> [What to produce] Give an exact copy of the lines from the beginning of the listing below to the "let mut mark_index = HashMap::new();" line, inclusive.

> [Material supplied]
>>>
impl Schema {
    /// Compile node and mark descriptors, in registration order.
    pub fn new(
        nodes: Vec<(SmolStr, NodeSpec)>,
        marks: Vec<(SmolStr, MarkSpec)>,
    ) -> Result<Self, SchemaError> {
        let mut node_index = HashMap::new();
        for (i, (name, _)) in nodes.iter().enumerate() {
            if node_index.insert(name.clone(), i).is_some() {
                return Err(SchemaError::DuplicateName { name: name.clone() });
            }
        }
        let mut mark_index = HashMap::new();
        for (i, (name, _)) in marks.iter().enumerate() {
            if node_index.contains_key(name) {
                return Err(SchemaError::NameCollision { name: name.clone() });
            }
            if mark_index.insert(name.clone(), i).is_some() {
                return Err(SchemaError::DuplicateName { name: name.clone() });
            }
        }
        for required in [TOP_NODE, TEXT_NODE] {
            if !node_index.contains_key(required) {
                return Err(SchemaError::MissingType {
                    name: SmolStr::new(required),
                });
            }
        }

        let node_groups: Vec<Vec<SmolStr>> =
            nodes.iter().map(|(_, s)| split_groups(&s.group)).collect();
        let mark_groups: Vec<Vec<SmolStr>> =
            marks.iter().map(|(_, s)| split_groups(&s.group)).collect();

        let resolve_node = |name: &str| -> Option<Vec<usize>> {
            if let Some(i) = node_index.get(name) {
                return Some(vec![*i]);
            }
            let ids: Vec<usize> = node_groups
                .iter()
                .enumerate()
                .filter(|(_, groups)| groups.iter().any(|g| g == name))
                .map(|(i, _)| i)
                .collect();
            (!ids.is_empty()).then_some(ids)
        };
        let resolve_mark = |name: &str| -> Option<Vec<usize>> {
            if name == "_" {
                return Some((0..marks.len()).collect());
            }
            if let Some(i) = mark_index.get(name) {
                return Some(vec![*i]);
            }
            let ids: Vec<usize> = mark_groups
                .iter()
                .enumerate()
                .filter(|(_, groups)| groups.iter().any(|g| g == name))
                .map(|(i, _)| i)
                .collect();
            (!ids.is_empty()).then_some(ids)
        };

        let mut exprs = Vec::with_capacity(nodes.len());
        for (name, spec) in &nodes {
            exprs.push(ContentExpr::parse(name, &spec.content, resolve_node)?);
        }

        let is_inline = |i: usize| nodes[i].1.inline || nodes[i].0 == TEXT_NODE;
        let fill_candidates: Vec<usize> = nodes
            .iter()
            .enumerate()
            .filter(|(i, (name, spec))| {
                name != TEXT_NODE
                    && name != TOP_NODE
                    && !spec.attrs.values().any(AttrSpec::is_required)
                    && !is_inline(*i)
            })
            .map(|(i, _)| i)
            .collect();

        let mut compiled_marks = Vec::with_capacity(marks.len());
        for (id, (name, spec)) in marks.iter().enumerate() {
            let mut excluded = vec![id];
            for ex in spec.excludes.split_whitespace() {
                let ids = resolve_mark(ex).ok_or_else(|| SchemaError::UnknownExcludedMark {
                    mark: name.clone(),
                    name: SmolStr::new(ex),
                })?;
                for other in ids {
                    if !excluded.contains(&other) {
                        excluded.push(other);
                    }
                }
            }
            compiled_marks.push(Arc::new(MarkType {
                name: name.clone(),
                id,
                spec: spec.clone(),
                groups: mark_groups[id].clone(),
                excluded,
            }));
        }

        let mut compiled_nodes = Vec::with_capacity(nodes.len());
        for (id, ((name, spec), content)) in nodes.iter().zip(exprs).enumerate() {
            let inline_content = content.referenced().iter().any(|i| is_inline(*i));
            let allowed_marks = match &spec.marks {
                MarkAllowance::All => None,
                MarkAllowance::None => Some(Vec::new()),
                MarkAllowance::Inherit if inline_content => None,
                MarkAllowance::Inherit => Some(Vec::new()),
                MarkAllowance::Names(names) => {
                    let mut ids = Vec::new();
                    for n in names {
                        let found =
                            resolve_mark(n).ok_or_else(|| SchemaError::UnknownAllowedMark {
                                node: name.clone(),
                                name: n.clone(),
                            })?;
                        ids.extend(found);
                    }
                    Some(ids)
                }
            };
            let candidates = fill_candidates
                .iter()
                .copied()
                .filter(|c| content.referenced().contains(c))
                .collect();
            compiled_nodes.push(Arc::new(NodeType {
                name: name.clone(),
                id,
                spec: spec.clone(),
                groups: node_groups[id].clone(),
                content,
                inline_content,
                allowed_marks,
                fill_candidates: candidates,
            }));
        }

        tracing::debug!(
            target: "quire::schema",
            nodes = compiled_nodes.len(),
            marks = compiled_marks.len(),
            "compiled grammar"
        );

        Ok(Self {
            nodes: compiled_nodes,
            marks: compiled_marks,
            node_index,
            mark_index,
        })
    }

    pub fn node_type(&self, name: &str) -> Option<&Arc<NodeType>> {
        self.node_index.get(name).map(|i| &self.nodes[*i])
    }

    pub fn mark_type(&self, name: &str) -> Option<&Arc<MarkType>> {
        self.mark_index.get(name).map(|i| &self.marks[*i])
    }

    pub fn node_types(&self) -> &[Arc<NodeType>] {
        &self.nodes
    }

    pub fn mark_types(&self) -> &[Arc<MarkType>] {
        &self.marks
    }

    pub fn node_by_id(&self, id: usize) -> &Arc<NodeType> {
        &self.nodes[id]
    }

    /// The `doc` type. Its presence is checked in [`Schema::new`].
    pub fn top_node_type(&self) -> &Arc<NodeType> {
        &self.nodes[self.node_index[TOP_NODE]]
    }

    pub fn text_type(&self) -> &Arc<NodeType> {
        &self.nodes[self.node_index[TEXT_NODE]]
    }

    /// A text node. Empty text is not a valid node.
    pub fn text(&self, text: impl Into<SmolStr>, marks: Vec<Mark>) -> Result<Node, GrammarViolation> {
        let text = text.into();
        if text.is_empty() {
            return Err(GrammarViolation::Structure("empty text node".into()));
        }
        Ok(Node::new_text(self.text_type().clone(), text, marks))
    }

    /// The first type that can start `parent`'s content and can be created
    /// without attributes.
    pub fn default_type(&self, parent: &NodeType) -> Option<&Arc<NodeType>> {
        parent
            .fill_candidates
            .iter()
            .map(|id| &self.nodes[*id])
            .find(|ty| parent.content.can_start_with(ty.id))
    }

    /// Default child type accepted at `index` of `parent`, given the
    /// children before it.
    pub fn default_type_at(&self, parent: &Node, index: usize) -> Option<&Arc<NodeType>> {
        let before: Vec<usize> = parent.content().iter().take(index).map(|n| n.ty().id).collect();
        let expr = &parent.ty().content;
        parent.ty().fill_candidates.iter().map(|id| &self.nodes[*id]).find(|ty| {
            let mut ids = before.clone();
            ids.push(ty.id);
            expr.can_complete(&ids)
        })
    }

    /// Create a node of `ty`, adding default children around `content` so it
    /// satisfies the grammar. `None` when no filling works.
    pub fn create_and_fill(
        &self,
        ty: &Arc<NodeType>,
        attrs: &Attrs,
        content: Vec<Node>,
        marks: Vec<Mark>,
    ) -> Result<Option<Node>, GrammarViolation> {
        self.create_and_fill_depth(ty, attrs, content, marks, 0)
    }

    fn create_and_fill_depth(
        &self,
        ty: &Arc<NodeType>,
        attrs: &Attrs,
        content: Vec<Node>,
        marks: Vec<Mark>,
        depth: usize,
    ) -> Result<Option<Node>, GrammarViolation> {
        let fragment = Fragment::from_vec(content);
        if ty.valid_content(&fragment) {
            return ty.create(attrs, fragment, marks).map(Some);
        }
        if depth > 4 {
            return Ok(None);
        }
        let ids: Vec<usize> = fragment.iter().map(|n| n.ty().id).collect();
        let Some((before, after)) = ty.content.fill_around(&ids, &ty.fill_candidates) else {
            return Ok(None);
        };
        let mut children = Vec::with_capacity(before.len() + fragment.child_count() + after.len());
        for id in before {
            match self.create_and_fill_depth(&self.nodes[id], &Attrs::new(), Vec::new(), Vec::new(), depth + 1)? {
                Some(n) => children.push(n),
                None => return Ok(None),
            }
        }
        children.extend(fragment.iter().cloned());
        for id in after {
            match self.create_and_fill_depth(&self.nodes[id], &Attrs::new(), Vec::new(), Vec::new(), depth + 1)? {
                Some(n) => children.push(n),
                None => return Ok(None),
            }
        }
        let fragment = Fragment::from_vec(children);
        if !ty.valid_content(&fragment) {
            return Ok(None);
        }
        ty.create(attrs, fragment, marks).map(Some)
    }

    /// An empty document: the top node filled with default content.
    pub fn empty_doc(&self) -> Result<Node, GrammarViolation> {
        self.create_and_fill(self.top_node_type(), &Attrs::new(), Vec::new(), Vec::new())?
            .ok_or_else(|| GrammarViolation::Structure("cannot build an empty document".into()))
    }
}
<<<
> [The answer]
impl Schema {
    /// Compile node and mark descriptors, in registration order.
    pub fn new(
        nodes: Vec<(SmolStr, NodeSpec)>,
        marks: Vec<(SmolStr, MarkSpec)>,
    ) -> Result<Self, SchemaError> {
        let mut node_index = HashMap::new();
        for (i, (name, _)) in nodes.iter().enumerate() {
            if node_index.insert(name.clone(), i).is_some() {
                return Err(SchemaError::DuplicateName { name: name.clone() });
            }
        }
        let mut mark_index = HashMap::new();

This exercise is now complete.